■ **WORK TO COMPLETE**: Everything from the first line of the records below through the line containing "slots. They are" is to be retyped exactly; leave out the rest.

■ **GIVEN INFORMATION**:
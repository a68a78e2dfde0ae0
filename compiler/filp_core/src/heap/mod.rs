//! The value store.
//!
//! Values live in a slot vector and are addressed by generational
//! [`ValueId`] handles. Every allocated value is appended to a FIFO
//! allocation queue; the collector (see `gc`) is the only code that ever
//! frees a slot, and it only does so for values whose count is zero when
//! they reach the head of that queue.
//!
//! Null and the canonical true value occupy the first two slots. They are
//! never queued and never counted.

mod gc;

use std::cmp::Ordering;
use std::collections::VecDeque;

use crate::value::{format_int, format_real, parse_int, parse_real, NativeId};
use crate::{Kind, ValueData, ValueId};

static NULL_DATA: ValueData = ValueData::Null;

#[derive(Debug)]
struct Cell {
    refs: u32,
    data: ValueData,
}

#[derive(Debug)]
struct Slot {
    generation: u32,
    cell: Option<Cell>,
}

/// Reference-counted value store with an allocation queue.
#[derive(Debug)]
pub struct Heap {
    slots: Vec<Slot>,
    free: Vec<u32>,
    queue: VecDeque<ValueId>,
    last_account: usize,
}

impl Default for Heap {
    fn default() -> Self {
        Self::new()
    }
}

impl Heap {
    pub fn new() -> Self {
        let immortal = |data| Slot {
            generation: 0,
            cell: Some(Cell { refs: 1, data }),
        };
        Heap {
            slots: vec![
                immortal(ValueData::Null),
                immortal(ValueData::Scalar(Box::from(&b"1"[..]))),
            ],
            free: Vec::new(),
            queue: VecDeque::new(),
            last_account: 0,
        }
    }

    /// Store a new value with a count of zero and queue it.
    pub fn alloc(&mut self, data: ValueData) -> ValueId {
        let cell = Some(Cell { refs: 0, data });
        let id = if let Some(index) = self.free.pop() {
            let slot = &mut self.slots[index as usize];
            slot.cell = cell;
            ValueId::new(index, slot.generation)
        } else {
            let index = u32::try_from(self.slots.len()).unwrap_or(u32::MAX);
            self.slots.push(Slot {
                generation: 0,
                cell,
            });
            ValueId::new(index, 0)
        };
        self.queue.push_back(id);
        id
    }

    /// New Scalar holding a copy of `bytes`.
    pub fn scalar(&mut self, bytes: &[u8]) -> ValueId {
        self.alloc(ValueData::Scalar(Box::from(bytes)))
    }

    /// New Code holding a copy of `bytes`.
    pub fn code(&mut self, bytes: &[u8]) -> ValueId {
        self.alloc(ValueData::Code(Box::from(bytes)))
    }

    pub fn int(&mut self, value: i64) -> ValueId {
        self.scalar(format_int(value).as_bytes())
    }

    pub fn real(&mut self, value: f64) -> ValueId {
        self.scalar(format_real(value).as_bytes())
    }

    pub fn native(&mut self, native: NativeId) -> ValueId {
        self.alloc(ValueData::Native(native))
    }

    /// Canonical boolean: true is the Scalar `"1"`, false is Null.
    pub fn boolean(value: bool) -> ValueId {
        if value {
            ValueId::TRUE
        } else {
            ValueId::NULL
        }
    }

    fn cell(&self, id: ValueId) -> Option<&Cell> {
        self.slots
            .get(id.index())
            .filter(|slot| slot.generation == id.generation())
            .and_then(|slot| slot.cell.as_ref())
    }

    fn cell_mut(&mut self, id: ValueId) -> Option<&mut Cell> {
        self.slots
            .get_mut(id.index())
            .filter(|slot| slot.generation == id.generation())
            .and_then(|slot| slot.cell.as_mut())
    }

    /// Whether `id` still refers to a stored value.
    pub fn is_live(&self, id: ValueId) -> bool {
        self.cell(id).is_some()
    }

    /// Payload of `id`. Reclaimed handles read as Null.
    pub fn data(&self, id: ValueId) -> &ValueData {
        self.cell(id).map_or(&NULL_DATA, |cell| &cell.data)
    }

    pub(crate) fn data_mut(&mut self, id: ValueId) -> Option<&mut ValueData> {
        if id.is_immortal() {
            return None;
        }
        self.cell_mut(id).map(|cell| &mut cell.data)
    }

    pub fn kind(&self, id: ValueId) -> Kind {
        self.data(id).kind()
    }

    /// Textual form of `id`; see [`ValueData::text`].
    pub fn text(&self, id: ValueId) -> &[u8] {
        self.data(id).text()
    }

    /// Bytes of a Scalar, `None` for every other kind.
    pub fn scalar_bytes(&self, id: ValueId) -> Option<&[u8]> {
        match self.data(id) {
            ValueData::Scalar(bytes) => Some(bytes),
            _ => None,
        }
    }

    /// Current count, or `None` for a reclaimed handle.
    pub fn refs(&self, id: ValueId) -> Option<u32> {
        self.cell(id).map(|cell| cell.refs)
    }

    /// Add one holder. Never reclaims.
    pub fn retain(&mut self, id: ValueId) {
        if id.is_immortal() {
            return;
        }
        if let Some(cell) = self.cell_mut(id) {
            cell.refs = cell.refs.saturating_add(1);
        }
    }

    /// Drop one holder. Never reclaims; the collector does that later.
    pub fn release(&mut self, id: ValueId) {
        if id.is_immortal() {
            return;
        }
        if let Some(cell) = self.cell_mut(id) {
            cell.refs = cell.refs.saturating_sub(1);
        }
    }

    /// Number of queued values, i.e. values not yet reclaimed.
    pub fn account(&self) -> usize {
        self.queue.len()
    }

    /// False only for Null and for a Scalar that is exactly `"0"`.
    pub fn is_true(&self, id: ValueId) -> bool {
        match self.data(id) {
            ValueData::Null => false,
            ValueData::Scalar(bytes) => &bytes[..] != b"0",
            _ => true,
        }
    }

    /// Integer value of a Scalar; every other kind is zero.
    pub fn to_int(&self, id: ValueId) -> i64 {
        self.scalar_bytes(id).map_or(0, parse_int)
    }

    /// Real value of a Scalar; every other kind is zero.
    pub fn to_real(&self, id: ValueId) -> f64 {
        self.scalar_bytes(id).map_or(0.0, parse_real)
    }

    /// Total order over values.
    ///
    /// Two Scalars compare as byte strings. Two values of the same opaque
    /// kind compare by identity. Anything else compares by kind tag, which
    /// is arbitrary but consistent; numeric ordering needs a conversion
    /// first.
    pub fn compare(&self, a: ValueId, b: ValueId) -> Ordering {
        let (da, db) = (self.data(a), self.data(b));
        match (da, db) {
            (ValueData::Scalar(x), ValueData::Scalar(y)) => x.cmp(y),
            _ if da.kind() == db.kind() => da.identity(a).cmp(&db.identity(b)),
            _ => da.kind().tag().cmp(&db.kind().tag()),
        }
    }

    /// [`Heap::compare`] of a Scalar holding `key` against `id`, without
    /// allocating the Scalar.
    pub fn compare_key(&self, key: &[u8], id: ValueId) -> Ordering {
        match self.data(id) {
            ValueData::Scalar(bytes) => key.cmp(bytes),
            other => Kind::Scalar.tag().cmp(&other.kind().tag()),
        }
    }
}
//! End-to-end tests of the filp language through the public API.
//!
//! Each test feeds source text to a fresh interpreter and checks what is
//! left on the stack, the returned status and the pending error.

#![allow(clippy::unwrap_used, clippy::expect_used, reason = "Tests can panic")]

use std::sync::Arc;

use filp_eval::{ErrorKind, Interpreter, Kind, MemoryLoader, Status};
use parking_lot::Mutex;
use pretty_assertions::assert_eq;

/// The stack from bottom to top as text, emptied.
fn drain(interp: &mut Interpreter) -> Vec<String> {
    let mut values = Vec::new();
    while interp.depth() > 0 {
        values.push(interp.pop_string());
    }
    values.reverse();
    values
}

fn run(src: &str) -> (Status, Vec<String>) {
    let mut interp = Interpreter::new();
    let status = interp.execute(src);
    (status, drain(&mut interp))
}

// -- Basic scenarios --

#[test]
fn addition() {
    assert_eq!(run("5 10 +"), (Status::Ok, vec!["15".to_string()]));
}

#[test]
fn symbol_read_back() {
    assert_eq!(run("/x 3 = $x $x *"), (Status::Ok, vec!["9".to_string()]));
}

#[test]
fn array_count() {
    assert_eq!(run("( 1 2 3 ) 0 aget"), (Status::Ok, vec!["3".to_string()]));
}

#[test]
fn loop_with_break() {
    let mut interp = Interpreter::new();
    let status = interp.execute("0 { dup 1 + dup 5 == { break } if } loop");
    assert_eq!(status, Status::Ok);
    assert_eq!(interp.pop_int(), 5);
}

// -- Control flow --

#[test]
fn break_outside_a_loop_reaches_the_host() {
    assert_eq!(run("1 { break } if 2").0, Status::Break);
    assert_eq!(run("end 1"), (Status::End, vec![]));
}

#[test]
fn break_inside_a_user_word_ends_the_word() {
    let src = "/early { 'a' break 'b' } = early 'c'";
    assert_eq!(run(src), (Status::Ok, vec!["a".to_string(), "c".to_string()]));
}

#[test]
fn recursive_words() {
    let src = "/fact { dup 1 > { dup 1 - fact * } if } = 10 fact";
    assert_eq!(run(src).1, ["3628800"]);
}

#[test]
fn deep_recursion_does_not_overflow() {
    let src = "/down { dup 0 > { 1 - down } if } = 5000 down";
    assert_eq!(run(src), (Status::Ok, vec!["0".to_string()]));
}

#[test]
fn nested_loops_and_lists() {
    let src = "
        /total 0 =
        1 1 3 {
            /i # =
            ( 10 20 ) { $i * /total # += } forall
        } for
        $total
    ";
    assert_eq!(run(src).1, ["180"]);
}

// -- Errors --

#[test]
fn errors_stop_the_program_and_are_reported() {
    let mut interp = Interpreter::new();
    assert_eq!(interp.execute("1 2 undefined_word 3"), Status::Error);
    let report = interp.take_error().unwrap();
    assert_eq!(report.kind(), Some(ErrorKind::TokenNotFound));
    assert_eq!(report.info, "undefined_word");
    assert_eq!(drain(&mut interp), ["1", "2"]);
}

#[test]
fn scripts_can_inspect_errors() {
    let src = "{ 1 0 / } eval $filp_error_strings # aget";
    assert_eq!(run(src).1, ["internal error"]);
}

#[test]
fn error_info_is_readable_and_writable() {
    let mut interp = Interpreter::new();
    assert_eq!(interp.execute("bogus"), Status::Error);
    assert_eq!(interp.execute("$filp_error_info"), Status::Ok);
    assert_eq!(interp.pop_string(), "bogus");

    assert_eq!(interp.execute("/filp_error_info 'context' ="), Status::Ok);
    assert_eq!(interp.last_error().unwrap().info, "context");
}

// -- Embedding --

#[test]
fn host_functions_and_variables_together() {
    let calls = Arc::new(Mutex::new(0i64));
    let mut interp = Interpreter::new();
    interp.bind_int("calls", Arc::clone(&calls));
    interp.register_native("square", |i: &mut Interpreter| {
        let n = i.pop_int();
        if i.push_int(n * n).is_err() {
            return Status::Error;
        }
        i.execute("/calls 1 +=")
    });

    assert_eq!(interp.execute("3 square 4 square +"), Status::Ok);
    assert_eq!(interp.pop_int(), 25);
    assert_eq!(*calls.lock(), 2);
}

#[test]
fn host_can_run_stack_values() {
    let mut interp = Interpreter::new();
    assert_eq!(interp.execute("{ 2 * }"), Status::Ok);
    let code = interp.pop();
    assert_eq!(interp.machine().heap.kind(code), Kind::Code);
    interp.push_int(21).unwrap();
    assert_eq!(interp.execute_value(code), Status::Ok);
    assert_eq!(interp.pop_int(), 42);
}

#[test]
fn load_through_a_memory_loader() {
    let loader = MemoryLoader::new()
        .with_file("lib.filp", "#!/usr/bin/filp\n/double { 2 * } =\n'util.filp' load")
        .with_file("util.filp", "/triple { 3 * } =");
    let mut interp = Interpreter::builder().loader(Box::new(loader)).build();

    assert_eq!(interp.execute("'lib.filp' load 5 double triple"), Status::Ok);
    assert_eq!(interp.pop_int(), 30);

    assert_eq!(interp.execute("'absent.filp' load"), Status::Error);
    assert_eq!(
        interp.take_error().unwrap().kind(),
        Some(ErrorKind::FileNotFound)
    );
}

#[test]
fn isolated_interpreters_refuse_to_load() {
    let loader = MemoryLoader::new().with_file("lib.filp", "1");
    let mut interp = Interpreter::builder()
        .loader(Box::new(loader))
        .isolated(true)
        .build();
    assert_eq!(interp.execute("'lib.filp' load"), Status::Error);
    assert_eq!(
        interp.take_error().unwrap().kind(),
        Some(ErrorKind::PermissionDenied)
    );
    assert_eq!(interp.load_exec("lib.filp"), Status::Ok);
}

#[test]
fn instances_share_nothing() {
    let mut first = Interpreter::new();
    let mut second = Interpreter::new();
    first.execute("/shared 1 =");
    assert_eq!(second.execute("/shared defined"), Status::Ok);
    let defined = second.pop();
    assert_eq!(second.machine().heap.kind(defined), Kind::Null);
    assert_eq!(second.depth(), 0);
    assert_eq!(first.depth(), 0);
}

// -- Memory --

#[test]
fn long_programs_keep_memory_bounded() {
    let mut interp = Interpreter::new();
    interp.execute("/acc 0 = 1 1 2000 { /acc # += } for");
    interp.sweep(true);
    let settled = interp.live_values();

    interp.execute("1 1 2000 { /acc # += } for");
    interp.sweep(true);
    assert_eq!(interp.live_values(), settled);

    interp.execute("$acc");
    assert_eq!(interp.pop_int(), 4_002_000);
}
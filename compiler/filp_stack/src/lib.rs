//! Native stack growth for re-entrant execution.
//!
//! Every deferred block, user word and control-flow body re-enters the
//! executor, so a script like `/f { f } set f` recurses on the host stack
//! once per call. [`ensure_sufficient_stack`] grows the native stack on demand
//! instead of letting such scripts abort the embedding process.
//!
//! # Platform Support
//!
//! - **Native targets**: `stacker` allocates a fresh segment when the red zone
//!   is reached.
//! - **WASM targets**: passthrough, the runtime manages its own stack.
//!
//! # Configuration
//!
//! - **Red zone**: 128KB. A single executor frame holds a token buffer and a
//!   block-capture buffer, so the margin is slightly wider than a plain
//!   recursive-descent parser would need.
//! - **Growth size**: 1MB per new segment.

/// Minimum stack space to keep available before recursing.
const RED_ZONE: usize = 128 * 1024;

/// Stack space to allocate when growing.
const STACK_PER_RECURSION: usize = 1024 * 1024;

/// Run `f`, growing the native stack first if less than the red zone remains.
///
/// ```text
/// fn execute_bytes(&mut self, code: &[u8]) -> Status {
///     ensure_sufficient_stack(|| self.run(code))
/// }
/// ```
#[inline]
#[cfg(not(target_arch = "wasm32"))]
pub fn ensure_sufficient_stack<R>(f: impl FnOnce() -> R) -> R {
    stacker::maybe_grow(RED_ZONE, STACK_PER_RECURSION, f)
}

/// WASM version - just call directly.
#[inline]
#[cfg(target_arch = "wasm32")]
pub fn ensure_sufficient_stack<R>(f: impl FnOnce() -> R) -> R {
    f()
}

/// Remaining native stack in bytes, when the platform can report it.
#[cfg(not(target_arch = "wasm32"))]
pub fn remaining_stack() -> Option<usize> {
    stacker::remaining_stack()
}

/// WASM version - the runtime does not expose its stack pointer.
#[cfg(target_arch = "wasm32")]
pub fn remaining_stack() -> Option<usize> {
    None
}

#[cfg(test)]
mod tests;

■ **RESULT**:
repository a68a78e2dfde0ae0
filename compiler/filp_core/src/heap/mod.rs
//! The value store.
//!
//! Values live in a slot vector and are addressed by generational
//! [`ValueId`] handles. Every allocated value is appended to a FIFO
//! allocation queue; the collector (see `gc`) is the only code that ever
//! frees a slot, and it only does so for values whose count is zero when
//! they reach the head of that queue.
//!
//! Null and the canonical true value occupy the first two slots. They are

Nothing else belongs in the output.